RECORDS SUPPLIED section start
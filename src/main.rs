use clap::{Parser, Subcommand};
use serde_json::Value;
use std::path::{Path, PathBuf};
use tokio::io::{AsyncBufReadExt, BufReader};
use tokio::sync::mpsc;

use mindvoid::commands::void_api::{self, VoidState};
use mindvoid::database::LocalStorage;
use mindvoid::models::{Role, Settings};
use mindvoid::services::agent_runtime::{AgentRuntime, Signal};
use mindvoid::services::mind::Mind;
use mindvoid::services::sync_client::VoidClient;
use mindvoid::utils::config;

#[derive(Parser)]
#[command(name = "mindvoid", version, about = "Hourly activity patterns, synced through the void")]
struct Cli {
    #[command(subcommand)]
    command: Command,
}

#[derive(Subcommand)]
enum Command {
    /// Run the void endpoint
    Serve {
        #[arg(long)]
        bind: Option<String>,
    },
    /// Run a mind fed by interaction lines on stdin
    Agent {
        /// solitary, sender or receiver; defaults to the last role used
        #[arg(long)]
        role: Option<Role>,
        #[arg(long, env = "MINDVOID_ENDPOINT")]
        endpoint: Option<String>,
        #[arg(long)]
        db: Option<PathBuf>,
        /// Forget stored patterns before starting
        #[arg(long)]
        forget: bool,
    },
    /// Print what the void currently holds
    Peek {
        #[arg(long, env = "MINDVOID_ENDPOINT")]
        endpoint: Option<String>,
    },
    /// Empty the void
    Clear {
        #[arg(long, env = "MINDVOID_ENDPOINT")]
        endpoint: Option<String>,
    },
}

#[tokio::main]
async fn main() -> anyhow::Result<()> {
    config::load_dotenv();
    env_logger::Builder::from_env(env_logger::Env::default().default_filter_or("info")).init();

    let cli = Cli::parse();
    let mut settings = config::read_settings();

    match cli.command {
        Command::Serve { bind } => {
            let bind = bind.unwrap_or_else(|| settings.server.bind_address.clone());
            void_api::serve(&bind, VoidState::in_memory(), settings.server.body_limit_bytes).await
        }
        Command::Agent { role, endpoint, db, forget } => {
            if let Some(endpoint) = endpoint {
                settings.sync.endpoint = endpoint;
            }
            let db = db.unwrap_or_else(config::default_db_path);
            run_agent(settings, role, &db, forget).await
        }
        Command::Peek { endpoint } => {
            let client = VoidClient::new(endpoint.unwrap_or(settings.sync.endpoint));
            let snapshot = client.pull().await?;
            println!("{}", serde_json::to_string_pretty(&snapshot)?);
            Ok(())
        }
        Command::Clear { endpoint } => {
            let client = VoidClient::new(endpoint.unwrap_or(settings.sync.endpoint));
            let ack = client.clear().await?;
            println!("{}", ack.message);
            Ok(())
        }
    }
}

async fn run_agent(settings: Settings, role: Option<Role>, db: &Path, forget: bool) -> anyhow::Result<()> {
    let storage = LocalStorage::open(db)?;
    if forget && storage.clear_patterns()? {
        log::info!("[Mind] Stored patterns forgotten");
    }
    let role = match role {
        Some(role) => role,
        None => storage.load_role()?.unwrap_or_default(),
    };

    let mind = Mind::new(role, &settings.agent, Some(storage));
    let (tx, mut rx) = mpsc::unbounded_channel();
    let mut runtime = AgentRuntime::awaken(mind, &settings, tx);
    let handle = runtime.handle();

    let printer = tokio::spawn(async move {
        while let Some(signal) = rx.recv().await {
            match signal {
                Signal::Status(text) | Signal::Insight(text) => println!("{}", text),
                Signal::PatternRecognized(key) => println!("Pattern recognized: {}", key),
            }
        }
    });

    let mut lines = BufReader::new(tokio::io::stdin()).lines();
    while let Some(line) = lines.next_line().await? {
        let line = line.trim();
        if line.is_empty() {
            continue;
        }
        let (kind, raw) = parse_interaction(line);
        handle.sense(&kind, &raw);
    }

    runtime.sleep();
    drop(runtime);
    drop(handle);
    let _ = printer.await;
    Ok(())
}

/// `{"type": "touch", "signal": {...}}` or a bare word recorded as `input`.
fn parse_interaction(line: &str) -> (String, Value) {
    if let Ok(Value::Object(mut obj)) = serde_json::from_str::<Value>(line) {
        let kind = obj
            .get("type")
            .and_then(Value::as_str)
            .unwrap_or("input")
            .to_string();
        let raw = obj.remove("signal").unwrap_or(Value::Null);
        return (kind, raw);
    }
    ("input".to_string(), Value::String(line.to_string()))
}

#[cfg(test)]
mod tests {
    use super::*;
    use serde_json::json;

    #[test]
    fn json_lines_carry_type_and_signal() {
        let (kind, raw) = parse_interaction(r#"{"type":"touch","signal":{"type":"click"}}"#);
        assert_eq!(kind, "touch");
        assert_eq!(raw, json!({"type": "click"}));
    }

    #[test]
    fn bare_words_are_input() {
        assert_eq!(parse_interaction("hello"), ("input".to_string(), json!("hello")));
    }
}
RECORDS SUPPLIED section end
▶ **ACTIVITY**
Extract every entry above as it appears.

▶ **EXPECTED ANSWER**
filename src/main.rs
use clap::{Parser, Subcommand};
use serde_json::Value;
use std::path::{Path, PathBuf};
use tokio::io::{AsyncBufReadExt, BufReader};
use tokio::sync::mpsc;

use mindvoid::commands::void_api::{self, VoidState};
use mindvoid::database::LocalStorage;
use mindvoid::models::{Role, Settings};
use mindvoid::services::agent_runtime::{AgentRuntime, Signal};
use mindvoid::services::mind::Mind;
use mindvoid::services::sync_client::VoidClient;
use mindvoid::utils::config;

#[derive(Parser)]
#[command(name = "mindvoid", version, about = "Hourly activity patterns, synced through the void")]
struct Cli {
    #[command(subcommand)]
    command: Command,
}

#[derive(Subcommand)]
enum Command {
    /// Run the void endpoint
    Serve {
        #[arg(long)]
        bind: Option<String>,
    },
    /// Run a mind fed by interaction lines on stdin
    Agent {
        /// solitary, sender or receiver; defaults to the last role used
        #[arg(long)]
        role: Option<Role>,
        #[arg(long, env = "MINDVOID_ENDPOINT")]
        endpoint: Option<String>,
        #[arg(long)]
        db: Option<PathBuf>,
        /// Forget stored patterns before starting
        #[arg(long)]
        forget: bool,
    },
    /// Print what the void currently holds
    Peek {
        #[arg(long, env = "MINDVOID_ENDPOINT")]
        endpoint: Option<String>,
    },
    /// Empty the void
    Clear {
        #[arg(long, env = "MINDVOID_ENDPOINT")]
        endpoint: Option<String>,
    },
}

#[tokio::main]
async fn main() -> anyhow::Result<()> {
    config::load_dotenv();
    env_logger::Builder::from_env(env_logger::Env::default().default_filter_or("info")).init();

    let cli = Cli::parse();
    let mut settings = config::read_settings();

    match cli.command {
        Command::Serve { bind } => {
            let bind = bind.unwrap_or_else(|| settings.server.bind_address.clone());
            void_api::serve(&bind, VoidState::in_memory(), settings.server.body_limit_bytes).await
        }
        Command::Agent { role, endpoint, db, forget } => {
            if let Some(endpoint) = endpoint {
                settings.sync.endpoint = endpoint;
            }
            let db = db.unwrap_or_else(config::default_db_path);
            run_agent(settings, role, &db, forget).await
        }
        Command::Peek { endpoint } => {
            let client = VoidClient::new(endpoint.unwrap_or(settings.sync.endpoint));
            let snapshot = client.pull().await?;
            println!("{}", serde_json::to_string_pretty(&snapshot)?);
            Ok(())
        }
        Command::Clear { endpoint } => {
            let client = VoidClient::new(endpoint.unwrap_or(settings.sync.endpoint));
            let ack = client.clear().await?;
            println!("{}", ack.message);
            Ok(())
        }
    }
}

async fn run_agent(settings: Settings, role: Option<Role>, db: &Path, forget: bool) -> anyhow::Result<()> {
    let storage = LocalStorage::open(db)?;
    if forget && storage.clear_patterns()? {
        log::info!("[Mind] Stored patterns forgotten");
    }
    let role = match role {
        Some(role) => role,
        None => storage.load_role()?.unwrap_or_default(),
    };

    let mind = Mind::new(role, &settings.agent, Some(storage));
    let (tx, mut rx) = mpsc::unbounded_channel();
    let mut runtime = AgentRuntime::awaken(mind, &settings, tx);
    let handle = runtime.handle();

    let printer = tokio::spawn(async move {
        while let Some(signal) = rx.recv().await {
            match signal {
                Signal::Status(text) | Signal::Insight(text) => println!("{}", text),
                Signal::PatternRecognized(key) => println!("Pattern recognized: {}", key),
            }
        }
    });

    let mut lines = BufReader::new(tokio::io::stdin()).lines();
    while let Some(line) = lines.next_line().await? {
        let line = line.trim();
        if line.is_empty() {
            continue;
        }
        let (kind, raw) = parse_interaction(line);
        handle.sense(&kind, &raw);
    }

    runtime.sleep();
    drop(runtime);
    drop(handle);
    let _ = printer.await;
    Ok(())
}

/// `{"type": "touch", "signal": {...}}` or a bare word recorded as `input`.
fn parse_interaction(line: &str) -> (String, Value) {
    if let Ok(Value::Object(mut obj)) = serde_json::from_str::<Value>(line) {
        let kind = obj
            .get("type")
            .and_then(Value::as_str)
            .unwrap_or("input")
            .to_string();
        let raw = obj.remove("signal").unwrap_or(Value::Null);
        return (kind, raw);
    }
    ("input".to_string(), Value::String(line.to_string()))
}

#[cfg(test)]
mod tests {
    use super::*;
    use serde_json::json;

    #[test]
    fn json_lines_carry_type_and_signal() {
        let (kind, raw) = parse_interaction(r#"{"type":"touch","signal":{"type":"click"}}"#);
        assert_eq!(kind, "touch");
        assert_eq!(raw, json!({"type": "click"}));
    }

    #[test]
    fn bare_words_are_input() {
        assert_eq!(parse_interaction("hello"), ("input".to_string(), json!("hello")));
    }
}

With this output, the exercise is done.